Return the data in full, exactly as it was written.

:: SUPPLIED DATA

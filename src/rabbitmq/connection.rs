// src/rabbitmq/connection.rs
// lapin-backed implementation of the broker traits.

use async_trait::async_trait;
use futures::StreamExt;
use lapin::{
    options::{BasicConsumeOptions, BasicPublishOptions, QueueDeclareOptions},
    publisher_confirm::Confirmation,
    types::{AMQPValue, FieldTable, LongString, ShortString},
    BasicProperties, Channel, Connection, ConnectionProperties,
};
use tracing::{debug, info};

use super::broker::{
    BrokerChannel, BrokerClient, BrokerConnection, Delivery, DeliveryStream, PublishFields,
    PublishOptions, QueueHandle,
};
use super::errors::{RabbitMQError, Result};
use crate::config::{ArgumentValue, QueueArguments, QueueFlags};

/// Talks to a real RabbitMQ server.
#[derive(Debug, Clone, Default)]
pub struct LapinBroker;

impl LapinBroker {
    pub fn new() -> Self {
        LapinBroker
    }
}

pub struct LapinConnection {
    connection: Connection,
}

pub struct LapinChannel {
    channel: Channel,
}

#[async_trait]
impl BrokerClient for LapinBroker {
    type Connection = LapinConnection;

    async fn connect(&self, uri: &str) -> Result<LapinConnection> {
        let connection = Connection::connect(uri, ConnectionProperties::default())
            .await
            .map_err(|e| RabbitMQError::ConnectionError(format!("Failed to connect: {}", e)))?;

        info!("Successfully connected to RabbitMQ");
        Ok(LapinConnection { connection })
    }
}

#[async_trait]
impl BrokerConnection for LapinConnection {
    type Channel = LapinChannel;

    async fn open_channel(&self) -> Result<LapinChannel> {
        let channel = self
            .connection
            .create_channel()
            .await
            .map_err(|e| RabbitMQError::ChannelError(format!("Failed to create channel: {}", e)))?;

        debug!(channel_id = channel.id(), "Channel created");
        Ok(LapinChannel { channel })
    }

    async fn close(&self) -> Result<()> {
        if !self.connection.status().connected() {
            return Ok(());
        }
        self.connection
            .close(200, "Closing connection")
            .await
            .map_err(|e| RabbitMQError::ConnectionError(e.to_string()))
    }
}

#[async_trait]
impl BrokerChannel for LapinChannel {
    async fn declare_queue(
        &self,
        name: &str,
        flags: QueueFlags,
        arguments: &QueueArguments,
    ) -> Result<QueueHandle> {
        let options = QueueDeclareOptions {
            passive: false,
            durable: flags.durable,
            exclusive: flags.exclusive,
            auto_delete: flags.auto_delete,
            nowait: flags.no_wait,
        };

        let queue = self
            .channel
            .queue_declare(name, options, field_table(arguments))
            .await
            .map_err(|e| RabbitMQError::DeclareError(format!("Failed to declare queue {}: {}", name, e)))?;

        Ok(QueueHandle {
            name: queue.name().as_str().to_string(),
            message_count: queue.message_count(),
            consumer_count: queue.consumer_count(),
        })
    }

    async fn open_delivery_stream(&self, queue: &str, consumer_tag: &str) -> Result<DeliveryStream> {
        let consumer = self
            .channel
            .basic_consume(
                queue,
                consumer_tag,
                BasicConsumeOptions {
                    no_ack: true,
                    ..BasicConsumeOptions::default()
                },
                FieldTable::default(),
            )
            .await
            .map_err(|e| RabbitMQError::ConsumeError(format!("Failed to start consuming: {}", e)))?;

        let stream = consumer.map(|delivery| {
            delivery
                .map(|d| Delivery {
                    message_id: short_string(d.properties.message_id()),
                    kind: short_string(d.properties.kind()),
                    correlation_id: short_string(d.properties.correlation_id()),
                    app_id: short_string(d.properties.app_id()),
                    content_type: short_string(d.properties.content_type()),
                    body: d.data,
                })
                .map_err(|e| RabbitMQError::ConsumeError(e.to_string()))
        });

        Ok(stream.boxed())
    }

    async fn publish(
        &self,
        exchange: &str,
        routing_key: &str,
        options: PublishOptions,
        fields: PublishFields,
    ) -> Result<()> {
        let properties = publish_properties(&fields);

        let confirm = self
            .channel
            .basic_publish(
                exchange,
                routing_key,
                BasicPublishOptions {
                    mandatory: options.mandatory,
                    immediate: options.immediate,
                },
                &fields.body,
                properties,
            )
            .await
            .map_err(|e| RabbitMQError::PublishError(e.to_string()))?;

        match confirm
            .await
            .map_err(|e| RabbitMQError::PublishError(e.to_string()))?
        {
            Confirmation::Nack(_) => Err(RabbitMQError::PublishError(format!(
                "Broker rejected message {}",
                fields.message_id
            ))),
            _ => Ok(()),
        }
    }

    async fn close(&self) -> Result<()> {
        if !self.channel.status().connected() {
            return Ok(());
        }
        self.channel
            .close(200, "Closing channel")
            .await
            .map_err(|e| RabbitMQError::ChannelError(e.to_string()))
    }
}

fn short_string(value: &Option<ShortString>) -> String {
    value
        .as_ref()
        .map(|s| s.as_str().to_string())
        .unwrap_or_default()
}

// Empty strings are left unset on the wire.
fn publish_properties(fields: &PublishFields) -> BasicProperties {
    let mut properties = BasicProperties::default();
    if !fields.message_id.is_empty() {
        properties = properties.with_message_id(fields.message_id.clone().into());
    }
    if !fields.kind.is_empty() {
        properties = properties.with_kind(fields.kind.clone().into());
    }
    if !fields.content_type.is_empty() {
        properties = properties.with_content_type(fields.content_type.clone().into());
    }
    if !fields.correlation_id.is_empty() {
        properties = properties.with_correlation_id(fields.correlation_id.clone().into());
    }
    if !fields.app_id.is_empty() {
        properties = properties.with_app_id(fields.app_id.clone().into());
    }
    properties
}

fn field_table(arguments: &QueueArguments) -> FieldTable {
    let mut table = FieldTable::default();
    for (key, value) in arguments {
        let value = match value {
            ArgumentValue::Bool(b) => AMQPValue::Boolean(*b),
            ArgumentValue::Int(i) => AMQPValue::LongLongInt(*i),
            ArgumentValue::Float(f) => AMQPValue::Double(*f),
            ArgumentValue::Str(s) => AMQPValue::LongString(LongString::from(s.clone())),
        };
        table.insert(ShortString::from(key.clone()), value);
    }
    table
}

::::

WORKED SOLUTION:
filename src/rabbitmq/connection.rs
// src/rabbitmq/connection.rs
// lapin-backed implementation of the broker traits.

use async_trait::async_trait;
use futures::StreamExt;
use lapin::{
    options::{BasicConsumeOptions, BasicPublishOptions, QueueDeclareOptions},
    publisher_confirm::Confirmation,
    types::{AMQPValue, FieldTable, LongString, ShortString},
    BasicProperties, Channel, Connection, ConnectionProperties,
};
use tracing::{debug, info};

use super::broker::{
    BrokerChannel, BrokerClient, BrokerConnection, Delivery, DeliveryStream, PublishFields,
    PublishOptions, QueueHandle,
};
use super::errors::{RabbitMQError, Result};
use crate::config::{ArgumentValue, QueueArguments, QueueFlags};

/// Talks to a real RabbitMQ server.
#[derive(Debug, Clone, Default)]
pub struct LapinBroker;

impl LapinBroker {
    pub fn new() -> Self {
        LapinBroker
    }
}

pub struct LapinConnection {
    connection: Connection,
}

pub struct LapinChannel {
    channel: Channel,
}

#[async_trait]
impl BrokerClient for LapinBroker {
    type Connection = LapinConnection;

    async fn connect(&self, uri: &str) -> Result<LapinConnection> {
        let connection = Connection::connect(uri, ConnectionProperties::default())
            .await
            .map_err(|e| RabbitMQError::ConnectionError(format!("Failed to connect: {}", e)))?;

        info!("Successfully connected to RabbitMQ");
        Ok(LapinConnection { connection })
    }
}

#[async_trait]
impl BrokerConnection for LapinConnection {
    type Channel = LapinChannel;

    async fn open_channel(&self) -> Result<LapinChannel> {
        let channel = self
            .connection
            .create_channel()
            .await
            .map_err(|e| RabbitMQError::ChannelError(format!("Failed to create channel: {}", e)))?;

        debug!(channel_id = channel.id(), "Channel created");
        Ok(LapinChannel { channel })
    }

    async fn close(&self) -> Result<()> {
        if !self.connection.status().connected() {
            return Ok(());
        }
        self.connection
            .close(200, "Closing connection")
            .await
            .map_err(|e| RabbitMQError::ConnectionError(e.to_string()))
    }
}

#[async_trait]
impl BrokerChannel for LapinChannel {
    async fn declare_queue(
        &self,
        name: &str,
        flags: QueueFlags,
        arguments: &QueueArguments,
    ) -> Result<QueueHandle> {
        let options = QueueDeclareOptions {
            passive: false,
            durable: flags.durable,
            exclusive: flags.exclusive,
            auto_delete: flags.auto_delete,
            nowait: flags.no_wait,
        };

        let queue = self
            .channel
            .queue_declare(name, options, field_table(arguments))
            .await
            .map_err(|e| RabbitMQError::DeclareError(format!("Failed to declare queue {}: {}", name, e)))?;

        Ok(QueueHandle {
            name: queue.name().as_str().to_string(),
            message_count: queue.message_count(),
            consumer_count: queue.consumer_count(),
        })
    }

    async fn open_delivery_stream(&self, queue: &str, consumer_tag: &str) -> Result<DeliveryStream> {
        let consumer = self
            .channel
            .basic_consume(
                queue,
                consumer_tag,
                BasicConsumeOptions {
                    no_ack: true,
                    ..BasicConsumeOptions::default()
                },
                FieldTable::default(),
            )
            .await
            .map_err(|e| RabbitMQError::ConsumeError(format!("Failed to start consuming: {}", e)))?;

        let stream = consumer.map(|delivery| {
            delivery
                .map(|d| Delivery {
                    message_id: short_string(d.properties.message_id()),
                    kind: short_string(d.properties.kind()),
                    correlation_id: short_string(d.properties.correlation_id()),
                    app_id: short_string(d.properties.app_id()),
                    content_type: short_string(d.properties.content_type()),
                    body: d.data,
                })
                .map_err(|e| RabbitMQError::ConsumeError(e.to_string()))
        });

        Ok(stream.boxed())
    }

    async fn publish(
        &self,
        exchange: &str,
        routing_key: &str,
        options: PublishOptions,
        fields: PublishFields,
    ) -> Result<()> {
        let properties = publish_properties(&fields);

        let confirm = self
            .channel
            .basic_publish(
                exchange,
                routing_key,
                BasicPublishOptions {
                    mandatory: options.mandatory,
                    immediate: options.immediate,
                },
                &fields.body,
                properties,
            )
            .await
            .map_err(|e| RabbitMQError::PublishError(e.to_string()))?;

        match confirm
            .await
            .map_err(|e| RabbitMQError::PublishError(e.to_string()))?
        {
            Confirmation::Nack(_) => Err(RabbitMQError::PublishError(format!(
                "Broker rejected message {}",
                fields.message_id
            ))),
            _ => Ok(()),
        }
    }

    async fn close(&self) -> Result<()> {
        if !self.channel.status().connected() {
            return Ok(());
        }
        self.channel
            .close(200, "Closing channel")
            .await
            .map_err(|e| RabbitMQError::ChannelError(e.to_string()))
    }
}

fn short_string(value: &Option<ShortString>) -> String {
    value
        .as_ref()
        .map(|s| s.as_str().to_string())
        .unwrap_or_default()
}

// Empty strings are left unset on the wire.
fn publish_properties(fields: &PublishFields) -> BasicProperties {
    let mut properties = BasicProperties::default();
    if !fields.message_id.is_empty() {
        properties = properties.with_message_id(fields.message_id.clone().into());
    }
    if !fields.kind.is_empty() {
        properties = properties.with_kind(fields.kind.clone().into());
    }
    if !fields.content_type.is_empty() {
        properties = properties.with_content_type(fields.content_type.clone().into());
    }
    if !fields.correlation_id.is_empty() {
        properties = properties.with_correlation_id(fields.correlation_id.clone().into());
    }
    if !fields.app_id.is_empty() {
        properties = properties.with_app_id(fields.app_id.clone().into());
    }
    properties
}

fn field_table(arguments: &QueueArguments) -> FieldTable {
    let mut table = FieldTable::default();
    for (key, value) in arguments {
        let value = match value {
            ArgumentValue::Bool(b) => AMQPValue::Boolean(*b),
            ArgumentValue::Int(i) => AMQPValue::LongLongInt(*i),
            ArgumentValue::Float(f) => AMQPValue::Double(*f),
            ArgumentValue::Str(s) => AMQPValue::LongString(LongString::from(s.clone())),
        };
        table.insert(ShortString::from(key.clone()), value);
    }
    table
}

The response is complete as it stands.